Content starts
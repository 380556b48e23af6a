//! Surface-entry models: the exchange format handed to a serializer.

use serde::{Deserialize, Serialize};

use crate::Set;
use crate::config::Source;
use crate::lang::Pos;
use crate::morph::Paradigm;

/// One bilingual surface entry: a single Ido lemma paired with a single
/// Esperanto target form. Multi-sense entries expand to one of these per
/// distinct target term.
#[derive(Debug, Clone, Serialize, Deserialize, PartialEq)]
pub struct BidixEntry {
    pub lemma: String,
    pub paradigm: Paradigm,
    pub translation: String,
    pub translation_paradigm: Paradigm,
    pub sources: Set<Source>,
}

/// One monolingual Ido entry: lemma plus paradigm, no translations.
#[derive(Debug, Clone, Serialize, Deserialize, PartialEq, Eq)]
pub struct MonodixEntry {
    pub lemma: String,
    pub pos: Pos,
    pub paradigm: Paradigm,
}
use std::fs;
use std::path::{Path, PathBuf};

use anyhow::Result;

use crate::lang::DumpLang;

/// Helper struct to manage the artifact tree.
//
// Every stage derives its input and output paths from here, so the layout
// lives in one place and the pipeline's cache checks and the stage bodies
// can never disagree about where an artifact goes.
#[derive(Debug, Clone)]
pub struct PathManager {
    root_dir: PathBuf,
}

impl PathManager {
    pub fn new(root_dir: impl Into<PathBuf>) -> Self {
        Self {
            root_dir: root_dir.into(),
        }
    }

    /// Example: `data/dumps`
    pub fn dir_dumps(&self) -> PathBuf {
        self.root_dir.join("dumps")
    }

    /// Example: `data/work`
    pub fn dir_work(&self) -> PathBuf {
        self.root_dir.join("work")
    }

    /// Example: `data/work/stats`
    pub fn dir_stats(&self) -> PathBuf {
        self.dir_work().join("stats")
    }

    /// Example: `data/dict`
    pub fn dir_dict(&self) -> PathBuf {
        self.root_dir.join("dict")
    }

    /// Example: `data/reports`
    pub fn dir_reports(&self) -> PathBuf {
        self.root_dir.join("reports")
    }

    pub fn setup_dirs(&self) -> Result<()> {
        fs::create_dir_all(self.dir_dumps())?;
        fs::create_dir_all(self.dir_stats())?;
        fs::create_dir_all(self.dir_dict())?;
        fs::create_dir_all(self.dir_reports())?;
        Ok(())
    }

    /// Example: `data/state.json`
    pub fn path_state(&self) -> PathBuf {
        self.root_dir.join("state.json")
    }

    /// Example (io): `data/dumps/io-wiktionary-pages-articles.xml.bz2`
    pub fn path_wiktionary_dump(&self, dump: DumpLang) -> PathBuf {
        self.dir_dumps()
            .join(format!("{dump}-wiktionary-pages-articles.xml.bz2"))
    }

    /// Example: `data/dumps/io-wikipedia-pages-articles.xml.bz2`
    pub fn path_wikipedia_dump(&self) -> PathBuf {
        self.dir_dumps().join("io-wikipedia-pages-articles.xml.bz2")
    }

    /// Example: `data/dumps/io-wikipedia-langlinks.sql.gz`
    pub fn path_langlinks_dump(&self) -> PathBuf {
        self.dir_dumps().join("io-wikipedia-langlinks.sql.gz")
    }

    /// Per-source extraction artifact.
    ///
    /// Example (io): `data/work/io-wiktionary.jsonl`
    pub fn path_extracted(&self, dump: DumpLang) -> PathBuf {
        self.dir_work().join(format!("{dump}-wiktionary.jsonl"))
    }

    /// Example: `data/work/wikipedia-vocab.jsonl`
    pub fn path_wikipedia_vocab(&self) -> PathBuf {
        self.dir_work().join("wikipedia-vocab.jsonl")
    }

    /// Token-frequency table over the Ido Wikipedia article text.
    ///
    /// Example: `data/work/wikipedia-frequency.json`
    pub fn path_wikipedia_frequency(&self) -> PathBuf {
        self.dir_work().join("wikipedia-frequency.json")
    }

    /// Page-id to title map for resolving langlink rows.
    ///
    /// Example: `data/work/wikipedia-titles.json`
    pub fn path_wikipedia_titles(&self) -> PathBuf {
        self.dir_work().join("wikipedia-titles.json")
    }

    /// Example: `data/work/langlinks.jsonl`
    pub fn path_langlinks(&self) -> PathBuf {
        self.dir_work().join("langlinks.jsonl")
    }

    /// Example: `data/work/aligned.jsonl`
    pub fn path_aligned(&self) -> PathBuf {
        self.dir_work().join("aligned.jsonl")
    }

    /// Example: `data/work/merged.jsonl`
    pub fn path_merged(&self) -> PathBuf {
        self.dir_work().join("merged.jsonl")
    }

    /// Example: `data/work/conflicts.json`
    pub fn path_conflicts(&self) -> PathBuf {
        self.dir_work().join("conflicts.json")
    }

    /// Example: `data/work/morphology.jsonl`
    pub fn path_morphology(&self) -> PathBuf {
        self.dir_work().join("morphology.jsonl")
    }

    /// Example: `data/work/filtered.jsonl`
    pub fn path_filtered(&self) -> PathBuf {
        self.dir_work().join("filtered.jsonl")
    }

    /// Per-stage parse/clean statistics.
    ///
    /// Example: `data/work/stats/io-wiktionary.json`
    pub fn path_stats(&self, stage: &str) -> PathBuf {
        self.dir_stats().join(format!("{stage}.json"))
    }

    /// Example: `data/dict/io-eo.bidix.jsonl`
    pub fn path_bidix(&self) -> PathBuf {
        self.dir_dict().join("io-eo.bidix.jsonl")
    }

    /// Example: `data/dict/io.monodix.jsonl`
    pub fn path_monodix(&self) -> PathBuf {
        self.dir_dict().join("io.monodix.jsonl")
    }

    /// Example: `data/reports/statistics.txt`
    pub fn path_report_statistics(&self) -> PathBuf {
        self.dir_reports().join("statistics.txt")
    }

    /// Example: `data/reports/coverage.txt`
    pub fn path_report_coverage(&self) -> PathBuf {
        self.dir_reports().join("coverage.txt")
    }

    /// Example: `data/reports/conflicts.txt`
    pub fn path_report_conflicts(&self) -> PathBuf {
        self.dir_reports().join("conflicts.txt")
    }

    pub fn root(&self) -> &Path {
        &self.root_dir
    }
}
//! Wikitext sectioning: language sections, POS subsections, sense blocks,
//! inline translation lines.

use std::sync::LazyLock;

use regex::Regex;

use crate::lang::{DumpLang, Lang, Pos};

static HEADING2_RE: LazyLock<Regex> =
    LazyLock::new(|| Regex::new(r"(?m)^==([^=\n][^\n]*?)==[ \t]*$").unwrap());
static HEADING3_RE: LazyLock<Regex> =
    LazyLock::new(|| Regex::new(r"(?m)^={3,}([^=\n]+?)={3,}[ \t]*$").unwrap());
static HEAD_TEMPLATE_RE: LazyLock<Regex> =
    LazyLock::new(|| Regex::new(r"^\{\{([^{}]*)\}\}$").unwrap());
static SENSE_MARK_RE: LazyLock<Regex> = LazyLock::new(|| Regex::new(r"'''(\d+)\.'''").unwrap());
static DEF_LINE_RE: LazyLock<Regex> =
    LazyLock::new(|| Regex::new(r"(?m)^#([^:*#\n].*)$").unwrap());
static INLINE_LINE_RE: LazyLock<Regex> = LazyLock::new(|| {
    Regex::new(r"(?m)^\*\s*(?:\{\{T\|([a-z]{2,3})(?:\|[^{}]*)?\}\}|\{\{([a-z]{2,3})\}\}|([A-Za-z]+))\s*:\s*(.+)$")
        .unwrap()
});

/// Resolve a heading's display to a comparable name: `{{io}}` -> `io`,
/// `{{langue|fr}}` -> `fr`, `Ido` -> `Ido`.
fn heading_name(inner: &str) -> String {
    let inner = inner.trim();
    if let Some(caps) = HEAD_TEMPLATE_RE.captures(inner) {
        let mut parts = caps[1].split('|').map(str::trim);
        let name = parts.next().unwrap_or_default();
        if name == "langue" || name == "S" {
            return parts.next().unwrap_or_default().to_string();
        }
        return name.to_string();
    }
    inner.to_string()
}

fn heading_matches(dump: DumpLang, name: &str) -> bool {
    if name == dump.as_str() {
        return true;
    }
    let lowered = name.to_lowercase();
    dump.section_names()
        .iter()
        .any(|n| n.to_lowercase() == lowered)
}

/// Slice of the page body belonging to the dump's own language section:
/// from its `== ... ==` heading to the next level-2 heading or EOF.
pub fn language_section<'a>(dump: DumpLang, text: &'a str) -> Option<&'a str> {
    let mut start = None;
    for caps in HEADING2_RE.captures_iter(text) {
        let whole = caps.get(0).unwrap();
        if let Some(s) = start {
            return Some(&text[s..whole.start()]);
        }
        if heading_matches(dump, &heading_name(&caps[1])) {
            start = Some(whole.end());
        }
    }
    start.map(|s| &text[s..])
}

/// POS subsections of a language section. A section without level-3 headers
/// is one `Unknown` subsection spanning the whole body.
pub fn pos_subsections(section: &str) -> Vec<(Pos, &str)> {
    let headings: Vec<_> = HEADING3_RE.captures_iter(section).collect();
    if headings.is_empty() {
        return vec![(Pos::Unknown, section)];
    }

    let mut subsections = Vec::with_capacity(headings.len());
    for (i, caps) in headings.iter().enumerate() {
        let whole = caps.get(0).unwrap();
        let pos = Pos::from_header(&heading_name(&caps[1]));
        let end = headings
            .get(i + 1)
            .map_or(section.len(), |next| next.get(0).unwrap().start());
        subsections.push((pos, &section[whole.end()..end]));
    }
    subsections
}

/// One numbered meaning within a POS subsection.
#[derive(Debug, Clone, PartialEq, Eq)]
pub struct SenseBlock {
    pub id: Option<String>,
    pub text: String,
}

/// Split a subsection body into sense blocks: by `'''N.'''` markers when
/// present, else by `#` definition lines, else the whole body is one sense.
pub fn split_senses(body: &str) -> Vec<SenseBlock> {
    let marks: Vec<_> = SENSE_MARK_RE.captures_iter(body).collect();
    if !marks.is_empty() {
        let mut senses = Vec::with_capacity(marks.len());
        for (i, caps) in marks.iter().enumerate() {
            let whole = caps.get(0).unwrap();
            let end = marks
                .get(i + 1)
                .map_or(body.len(), |next| next.get(0).unwrap().start());
            let text = body[whole.end()..end]
                .trim()
                .trim_end_matches(';')
                .trim()
                .to_string();
            senses.push(SenseBlock {
                id: Some(caps[1].to_string()),
                text,
            });
        }
        return senses;
    }

    let def_lines: Vec<_> = DEF_LINE_RE.captures_iter(body).collect();
    if !def_lines.is_empty() {
        return def_lines
            .iter()
            .enumerate()
            .map(|(i, caps)| SenseBlock {
                id: Some((i + 1).to_string()),
                text: caps[1].trim().to_string(),
            })
            .collect();
    }

    vec![SenseBlock {
        id: None,
        text: body.trim().to_string(),
    }]
}

/// Inline translation lines (`* {{eo}}: ...`, `* Esperanto: ...`) for one
/// target language. The capture runs to end of line; template stripping
/// happens later in the cleaner, so pipes inside templates survive.
pub fn inline_translation_lines<'a>(fragment: &'a str, target: Lang) -> Vec<&'a str> {
    let mut contents = Vec::new();
    for caps in INLINE_LINE_RE.captures_iter(fragment) {
        let lang_label = caps
            .get(1)
            .or_else(|| caps.get(2))
            .map(|m| m.as_str().to_string())
            .or_else(|| caps.get(3).map(|m| m.as_str().to_lowercase()));
        let Some(label) = lang_label else { continue };

        let matches_target =
            label == target.as_str() || label == target.long().to_lowercase();
        if matches_target {
            contents.push(caps.get(4).unwrap().as_str());
        }
    }
    contents
}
Content ends
Task objective — Take from the listing above each line in which the string "pages" is found.

Answer to the exercise —
    /// Example (io): `data/dumps/io-wiktionary-pages-articles.xml.bz2`
            .join(format!("{dump}-wiktionary-pages-articles.xml.bz2"))
    /// Example: `data/dumps/io-wikipedia-pages-articles.xml.bz2`
        self.dir_dumps().join("io-wikipedia-pages-articles.xml.bz2")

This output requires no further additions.